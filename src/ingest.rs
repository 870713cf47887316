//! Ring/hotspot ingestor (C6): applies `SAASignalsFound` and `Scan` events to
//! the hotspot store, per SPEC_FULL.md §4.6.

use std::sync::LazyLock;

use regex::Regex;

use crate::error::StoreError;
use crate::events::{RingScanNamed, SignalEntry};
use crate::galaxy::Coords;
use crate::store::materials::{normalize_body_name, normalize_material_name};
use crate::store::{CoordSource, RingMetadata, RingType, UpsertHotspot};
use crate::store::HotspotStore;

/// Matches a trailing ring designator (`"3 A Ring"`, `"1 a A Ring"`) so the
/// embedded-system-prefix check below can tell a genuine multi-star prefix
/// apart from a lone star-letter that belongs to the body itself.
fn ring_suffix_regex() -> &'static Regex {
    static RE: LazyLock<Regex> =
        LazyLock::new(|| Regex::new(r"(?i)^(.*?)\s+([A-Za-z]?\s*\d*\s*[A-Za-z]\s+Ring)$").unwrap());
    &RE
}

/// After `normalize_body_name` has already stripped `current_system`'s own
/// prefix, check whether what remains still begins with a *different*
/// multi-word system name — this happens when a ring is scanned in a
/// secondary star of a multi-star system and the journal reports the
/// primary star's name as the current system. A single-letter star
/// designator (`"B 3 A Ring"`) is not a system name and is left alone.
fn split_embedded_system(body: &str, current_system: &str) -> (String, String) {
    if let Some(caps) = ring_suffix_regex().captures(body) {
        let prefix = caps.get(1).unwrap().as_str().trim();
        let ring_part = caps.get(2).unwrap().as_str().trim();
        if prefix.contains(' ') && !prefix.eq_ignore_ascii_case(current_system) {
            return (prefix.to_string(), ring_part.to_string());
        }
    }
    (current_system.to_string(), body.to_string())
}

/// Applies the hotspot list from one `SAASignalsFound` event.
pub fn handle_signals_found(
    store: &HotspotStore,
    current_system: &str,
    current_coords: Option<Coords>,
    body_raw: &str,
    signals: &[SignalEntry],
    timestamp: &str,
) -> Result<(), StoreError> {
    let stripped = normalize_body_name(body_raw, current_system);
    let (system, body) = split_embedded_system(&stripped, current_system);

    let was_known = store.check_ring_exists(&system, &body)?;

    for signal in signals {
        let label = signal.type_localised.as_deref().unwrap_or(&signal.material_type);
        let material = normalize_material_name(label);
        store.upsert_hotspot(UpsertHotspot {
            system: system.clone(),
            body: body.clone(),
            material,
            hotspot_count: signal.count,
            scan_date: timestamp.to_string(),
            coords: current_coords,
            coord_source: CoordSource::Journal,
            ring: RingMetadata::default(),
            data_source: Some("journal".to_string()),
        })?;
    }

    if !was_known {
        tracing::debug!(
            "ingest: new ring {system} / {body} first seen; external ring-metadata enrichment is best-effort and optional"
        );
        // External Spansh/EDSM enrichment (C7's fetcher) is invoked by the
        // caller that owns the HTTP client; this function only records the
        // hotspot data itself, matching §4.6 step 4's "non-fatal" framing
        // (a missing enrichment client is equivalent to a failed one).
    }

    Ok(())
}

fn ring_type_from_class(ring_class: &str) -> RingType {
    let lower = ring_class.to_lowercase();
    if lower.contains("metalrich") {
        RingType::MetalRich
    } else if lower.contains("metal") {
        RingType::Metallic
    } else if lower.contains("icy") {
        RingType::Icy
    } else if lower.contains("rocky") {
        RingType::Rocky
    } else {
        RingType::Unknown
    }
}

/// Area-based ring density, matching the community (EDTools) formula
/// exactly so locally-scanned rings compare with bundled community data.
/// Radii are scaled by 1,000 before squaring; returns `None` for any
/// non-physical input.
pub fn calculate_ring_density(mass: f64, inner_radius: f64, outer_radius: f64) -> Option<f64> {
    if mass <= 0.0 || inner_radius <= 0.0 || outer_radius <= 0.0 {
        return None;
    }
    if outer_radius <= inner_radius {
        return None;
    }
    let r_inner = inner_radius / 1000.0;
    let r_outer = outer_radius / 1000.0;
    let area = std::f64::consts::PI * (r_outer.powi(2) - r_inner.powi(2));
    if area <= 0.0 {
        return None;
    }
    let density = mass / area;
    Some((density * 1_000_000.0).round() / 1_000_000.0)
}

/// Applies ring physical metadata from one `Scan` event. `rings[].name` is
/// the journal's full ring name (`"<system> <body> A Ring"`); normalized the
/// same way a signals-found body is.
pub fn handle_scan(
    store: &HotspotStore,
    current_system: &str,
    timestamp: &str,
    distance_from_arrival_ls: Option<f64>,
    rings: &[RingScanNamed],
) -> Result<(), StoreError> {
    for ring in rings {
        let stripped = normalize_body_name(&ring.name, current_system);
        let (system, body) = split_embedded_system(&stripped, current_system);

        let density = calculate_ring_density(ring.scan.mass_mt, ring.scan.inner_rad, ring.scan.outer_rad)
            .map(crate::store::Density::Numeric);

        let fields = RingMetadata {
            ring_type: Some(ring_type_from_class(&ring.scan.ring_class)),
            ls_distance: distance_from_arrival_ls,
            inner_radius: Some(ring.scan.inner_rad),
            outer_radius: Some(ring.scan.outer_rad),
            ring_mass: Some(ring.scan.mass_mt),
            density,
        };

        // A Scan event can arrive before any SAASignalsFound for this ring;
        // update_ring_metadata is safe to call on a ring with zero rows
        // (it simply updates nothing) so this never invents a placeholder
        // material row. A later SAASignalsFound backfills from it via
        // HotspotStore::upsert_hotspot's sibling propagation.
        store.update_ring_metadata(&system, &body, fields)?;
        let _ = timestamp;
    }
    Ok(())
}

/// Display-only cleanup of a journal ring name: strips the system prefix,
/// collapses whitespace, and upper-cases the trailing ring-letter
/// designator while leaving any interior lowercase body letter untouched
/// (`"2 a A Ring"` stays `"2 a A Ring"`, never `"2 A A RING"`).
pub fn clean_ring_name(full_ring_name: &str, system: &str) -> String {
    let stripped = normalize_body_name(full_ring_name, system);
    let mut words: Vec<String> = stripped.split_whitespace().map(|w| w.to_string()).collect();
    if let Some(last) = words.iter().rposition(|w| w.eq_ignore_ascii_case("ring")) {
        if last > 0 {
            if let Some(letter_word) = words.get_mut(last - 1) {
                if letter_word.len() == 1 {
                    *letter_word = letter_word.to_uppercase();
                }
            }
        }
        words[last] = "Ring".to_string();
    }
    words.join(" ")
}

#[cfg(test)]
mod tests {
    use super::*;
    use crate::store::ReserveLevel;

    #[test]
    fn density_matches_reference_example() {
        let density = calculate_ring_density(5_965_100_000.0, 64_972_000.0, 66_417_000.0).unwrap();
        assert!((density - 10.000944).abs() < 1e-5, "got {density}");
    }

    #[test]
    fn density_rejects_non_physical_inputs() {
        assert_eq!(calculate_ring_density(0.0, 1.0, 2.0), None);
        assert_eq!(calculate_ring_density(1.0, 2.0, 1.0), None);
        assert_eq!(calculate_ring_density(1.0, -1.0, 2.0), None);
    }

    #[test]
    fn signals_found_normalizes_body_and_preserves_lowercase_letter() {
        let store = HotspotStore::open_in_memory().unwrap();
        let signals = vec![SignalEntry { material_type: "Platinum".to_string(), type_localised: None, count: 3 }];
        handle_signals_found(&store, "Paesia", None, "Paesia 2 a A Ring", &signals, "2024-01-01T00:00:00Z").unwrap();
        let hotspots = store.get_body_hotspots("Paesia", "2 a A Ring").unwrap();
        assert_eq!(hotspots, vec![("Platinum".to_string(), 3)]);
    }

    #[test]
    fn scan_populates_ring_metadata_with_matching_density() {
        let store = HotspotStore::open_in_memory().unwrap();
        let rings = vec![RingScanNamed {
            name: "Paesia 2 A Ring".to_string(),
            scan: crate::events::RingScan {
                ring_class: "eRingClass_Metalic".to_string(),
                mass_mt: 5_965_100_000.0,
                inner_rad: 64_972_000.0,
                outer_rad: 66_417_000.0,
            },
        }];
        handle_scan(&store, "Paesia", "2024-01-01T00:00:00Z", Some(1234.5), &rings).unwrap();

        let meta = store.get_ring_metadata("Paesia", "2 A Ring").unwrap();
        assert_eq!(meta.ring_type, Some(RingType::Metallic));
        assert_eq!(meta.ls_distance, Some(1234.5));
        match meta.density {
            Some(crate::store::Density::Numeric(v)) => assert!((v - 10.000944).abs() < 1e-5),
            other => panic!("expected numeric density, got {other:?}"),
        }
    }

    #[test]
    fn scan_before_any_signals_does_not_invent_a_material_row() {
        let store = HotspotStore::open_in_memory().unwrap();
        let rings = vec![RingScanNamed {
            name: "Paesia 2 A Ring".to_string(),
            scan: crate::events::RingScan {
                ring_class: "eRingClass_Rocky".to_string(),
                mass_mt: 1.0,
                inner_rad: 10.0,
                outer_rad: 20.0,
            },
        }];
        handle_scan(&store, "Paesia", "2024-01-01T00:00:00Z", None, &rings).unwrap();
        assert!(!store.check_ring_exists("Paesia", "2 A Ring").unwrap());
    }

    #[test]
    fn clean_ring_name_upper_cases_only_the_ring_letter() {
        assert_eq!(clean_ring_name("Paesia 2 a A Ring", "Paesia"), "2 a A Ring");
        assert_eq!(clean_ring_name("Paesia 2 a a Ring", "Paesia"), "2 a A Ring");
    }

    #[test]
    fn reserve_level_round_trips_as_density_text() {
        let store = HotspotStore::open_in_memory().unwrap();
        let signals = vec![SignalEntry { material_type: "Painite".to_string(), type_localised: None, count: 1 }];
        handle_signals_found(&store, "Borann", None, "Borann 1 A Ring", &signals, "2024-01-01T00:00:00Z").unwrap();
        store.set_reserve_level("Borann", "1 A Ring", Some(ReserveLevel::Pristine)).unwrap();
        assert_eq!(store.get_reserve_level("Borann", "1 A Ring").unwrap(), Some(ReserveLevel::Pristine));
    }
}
----------
TASK GOAL:
Could you transcribe the entries above word for word, from the line with "let r_outer = outer_radius / 1000.0;" down to the line with "for ring in", keeping both?

EXERCISE RESPONSE:
    let r_outer = outer_radius / 1000.0;
    let area = std::f64::consts::PI * (r_outer.powi(2) - r_inner.powi(2));
    if area <= 0.0 {
        return None;
    }
    let density = mass / area;
    Some((density * 1_000_000.0).round() / 1_000_000.0)
}

/// Applies ring physical metadata from one `Scan` event. `rings[].name` is
/// the journal's full ring name (`"<system> <body> A Ring"`); normalized the
/// same way a signals-found body is.
pub fn handle_scan(
    store: &HotspotStore,
    current_system: &str,
    timestamp: &str,
    distance_from_arrival_ls: Option<f64>,
    rings: &[RingScanNamed],
) -> Result<(), StoreError> {
    for ring in rings {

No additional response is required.